*** Block opens ***

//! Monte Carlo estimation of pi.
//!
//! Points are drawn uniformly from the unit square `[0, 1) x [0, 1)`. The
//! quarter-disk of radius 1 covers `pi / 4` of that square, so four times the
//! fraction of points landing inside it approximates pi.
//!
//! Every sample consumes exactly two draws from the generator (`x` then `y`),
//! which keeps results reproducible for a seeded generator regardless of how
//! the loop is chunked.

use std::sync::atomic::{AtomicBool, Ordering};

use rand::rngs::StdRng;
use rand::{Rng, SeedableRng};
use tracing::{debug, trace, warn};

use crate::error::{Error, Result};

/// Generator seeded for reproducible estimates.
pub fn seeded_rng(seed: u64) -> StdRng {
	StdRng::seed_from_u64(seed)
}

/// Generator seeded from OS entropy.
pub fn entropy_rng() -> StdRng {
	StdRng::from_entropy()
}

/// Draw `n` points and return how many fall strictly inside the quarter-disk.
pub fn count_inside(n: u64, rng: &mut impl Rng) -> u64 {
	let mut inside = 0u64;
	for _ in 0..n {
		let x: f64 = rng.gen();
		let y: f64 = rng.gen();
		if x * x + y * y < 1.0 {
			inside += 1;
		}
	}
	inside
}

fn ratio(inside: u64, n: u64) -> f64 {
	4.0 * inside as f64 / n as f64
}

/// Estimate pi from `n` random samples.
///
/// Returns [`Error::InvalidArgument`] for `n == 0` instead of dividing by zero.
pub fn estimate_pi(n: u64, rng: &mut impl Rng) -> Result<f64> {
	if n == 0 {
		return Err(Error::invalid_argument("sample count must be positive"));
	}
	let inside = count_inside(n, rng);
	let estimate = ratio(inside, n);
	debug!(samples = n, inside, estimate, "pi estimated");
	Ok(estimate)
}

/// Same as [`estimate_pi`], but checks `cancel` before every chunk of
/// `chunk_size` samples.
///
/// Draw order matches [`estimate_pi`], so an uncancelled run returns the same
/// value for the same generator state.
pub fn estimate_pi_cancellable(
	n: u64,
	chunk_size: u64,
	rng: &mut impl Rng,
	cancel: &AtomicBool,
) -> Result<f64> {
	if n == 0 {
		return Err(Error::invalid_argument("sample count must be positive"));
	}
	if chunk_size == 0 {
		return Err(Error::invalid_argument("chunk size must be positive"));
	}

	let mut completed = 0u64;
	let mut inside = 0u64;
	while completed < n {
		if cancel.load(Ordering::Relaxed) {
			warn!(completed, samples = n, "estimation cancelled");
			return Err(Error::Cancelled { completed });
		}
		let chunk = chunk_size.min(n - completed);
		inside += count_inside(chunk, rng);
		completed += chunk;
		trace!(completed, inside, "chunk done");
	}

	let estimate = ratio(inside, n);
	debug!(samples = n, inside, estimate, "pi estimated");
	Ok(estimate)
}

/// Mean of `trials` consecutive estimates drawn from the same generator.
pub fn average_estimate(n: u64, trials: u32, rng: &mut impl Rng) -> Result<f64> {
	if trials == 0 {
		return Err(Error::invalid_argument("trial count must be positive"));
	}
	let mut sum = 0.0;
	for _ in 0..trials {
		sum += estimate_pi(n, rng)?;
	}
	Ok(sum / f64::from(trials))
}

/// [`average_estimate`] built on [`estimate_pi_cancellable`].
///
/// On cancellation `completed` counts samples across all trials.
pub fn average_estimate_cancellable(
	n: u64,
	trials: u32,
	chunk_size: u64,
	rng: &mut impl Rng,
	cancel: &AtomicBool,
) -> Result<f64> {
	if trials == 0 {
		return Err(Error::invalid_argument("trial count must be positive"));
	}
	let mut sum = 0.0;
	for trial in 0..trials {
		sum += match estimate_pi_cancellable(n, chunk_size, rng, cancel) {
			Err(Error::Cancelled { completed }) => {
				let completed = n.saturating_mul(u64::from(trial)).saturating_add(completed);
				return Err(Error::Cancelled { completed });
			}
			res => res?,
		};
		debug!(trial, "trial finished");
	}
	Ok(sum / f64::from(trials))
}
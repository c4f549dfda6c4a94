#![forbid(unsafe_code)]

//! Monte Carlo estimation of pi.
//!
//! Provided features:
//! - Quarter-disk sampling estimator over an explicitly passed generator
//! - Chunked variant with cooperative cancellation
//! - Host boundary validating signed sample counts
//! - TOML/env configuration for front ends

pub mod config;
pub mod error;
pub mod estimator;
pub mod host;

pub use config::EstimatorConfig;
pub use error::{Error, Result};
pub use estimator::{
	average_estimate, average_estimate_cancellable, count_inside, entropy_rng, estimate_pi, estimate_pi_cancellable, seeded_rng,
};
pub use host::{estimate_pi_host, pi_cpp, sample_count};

*** Block closes ***

Whatever the material above holds, copy it over exactly, line by line.

* [Answer to this exercise]:
//! Monte Carlo estimation of pi.
//!
//! Points are drawn uniformly from the unit square `[0, 1) x [0, 1)`. The
//! quarter-disk of radius 1 covers `pi / 4` of that square, so four times the
//! fraction of points landing inside it approximates pi.
//!
//! Every sample consumes exactly two draws from the generator (`x` then `y`),
//! which keeps results reproducible for a seeded generator regardless of how
//! the loop is chunked.

use std::sync::atomic::{AtomicBool, Ordering};

use rand::rngs::StdRng;
use rand::{Rng, SeedableRng};
use tracing::{debug, trace, warn};

use crate::error::{Error, Result};

/// Generator seeded for reproducible estimates.
pub fn seeded_rng(seed: u64) -> StdRng {
	StdRng::seed_from_u64(seed)
}

/// Generator seeded from OS entropy.
pub fn entropy_rng() -> StdRng {
	StdRng::from_entropy()
}

/// Draw `n` points and return how many fall strictly inside the quarter-disk.
pub fn count_inside(n: u64, rng: &mut impl Rng) -> u64 {
	let mut inside = 0u64;
	for _ in 0..n {
		let x: f64 = rng.gen();
		let y: f64 = rng.gen();
		if x * x + y * y < 1.0 {
			inside += 1;
		}
	}
	inside
}

fn ratio(inside: u64, n: u64) -> f64 {
	4.0 * inside as f64 / n as f64
}

/// Estimate pi from `n` random samples.
///
/// Returns [`Error::InvalidArgument`] for `n == 0` instead of dividing by zero.
pub fn estimate_pi(n: u64, rng: &mut impl Rng) -> Result<f64> {
	if n == 0 {
		return Err(Error::invalid_argument("sample count must be positive"));
	}
	let inside = count_inside(n, rng);
	let estimate = ratio(inside, n);
	debug!(samples = n, inside, estimate, "pi estimated");
	Ok(estimate)
}

/// Same as [`estimate_pi`], but checks `cancel` before every chunk of
/// `chunk_size` samples.
///
/// Draw order matches [`estimate_pi`], so an uncancelled run returns the same
/// value for the same generator state.
pub fn estimate_pi_cancellable(
	n: u64,
	chunk_size: u64,
	rng: &mut impl Rng,
	cancel: &AtomicBool,
) -> Result<f64> {
	if n == 0 {
		return Err(Error::invalid_argument("sample count must be positive"));
	}
	if chunk_size == 0 {
		return Err(Error::invalid_argument("chunk size must be positive"));
	}

	let mut completed = 0u64;
	let mut inside = 0u64;
	while completed < n {
		if cancel.load(Ordering::Relaxed) {
			warn!(completed, samples = n, "estimation cancelled");
			return Err(Error::Cancelled { completed });
		}
		let chunk = chunk_size.min(n - completed);
		inside += count_inside(chunk, rng);
		completed += chunk;
		trace!(completed, inside, "chunk done");
	}

	let estimate = ratio(inside, n);
	debug!(samples = n, inside, estimate, "pi estimated");
	Ok(estimate)
}

/// Mean of `trials` consecutive estimates drawn from the same generator.
pub fn average_estimate(n: u64, trials: u32, rng: &mut impl Rng) -> Result<f64> {
	if trials == 0 {
		return Err(Error::invalid_argument("trial count must be positive"));
	}
	let mut sum = 0.0;
	for _ in 0..trials {
		sum += estimate_pi(n, rng)?;
	}
	Ok(sum / f64::from(trials))
}

/// [`average_estimate`] built on [`estimate_pi_cancellable`].
///
/// On cancellation `completed` counts samples across all trials.
pub fn average_estimate_cancellable(
	n: u64,
	trials: u32,
	chunk_size: u64,
	rng: &mut impl Rng,
	cancel: &AtomicBool,
) -> Result<f64> {
	if trials == 0 {
		return Err(Error::invalid_argument("trial count must be positive"));
	}
	let mut sum = 0.0;
	for trial in 0..trials {
		sum += match estimate_pi_cancellable(n, chunk_size, rng, cancel) {
			Err(Error::Cancelled { completed }) => {
				let completed = n.saturating_mul(u64::from(trial)).saturating_add(completed);
				return Err(Error::Cancelled { completed });
			}
			res => res?,
		};
		debug!(trial, "trial finished");
	}
	Ok(sum / f64::from(trials))
}
repository c4f549dfda6c4a94
#![forbid(unsafe_code)]

//! Monte Carlo estimation of pi.
//!
//! Provided features:
//! - Quarter-disk sampling estimator over an explicitly passed generator
//! - Chunked variant with cooperative cancellation
//! - Host boundary validating signed sample counts
//! - TOML/env configuration for front ends

pub mod config;
pub mod error;
pub mod estimator;
pub mod host;

pub use config::EstimatorConfig;
pub use error::{Error, Result};
pub use estimator::{
	average_estimate, average_estimate_cancellable, count_inside, entropy_rng, estimate_pi, estimate_pi_cancellable, seeded_rng,
};
pub use host::{estimate_pi_host, pi_cpp, sample_count};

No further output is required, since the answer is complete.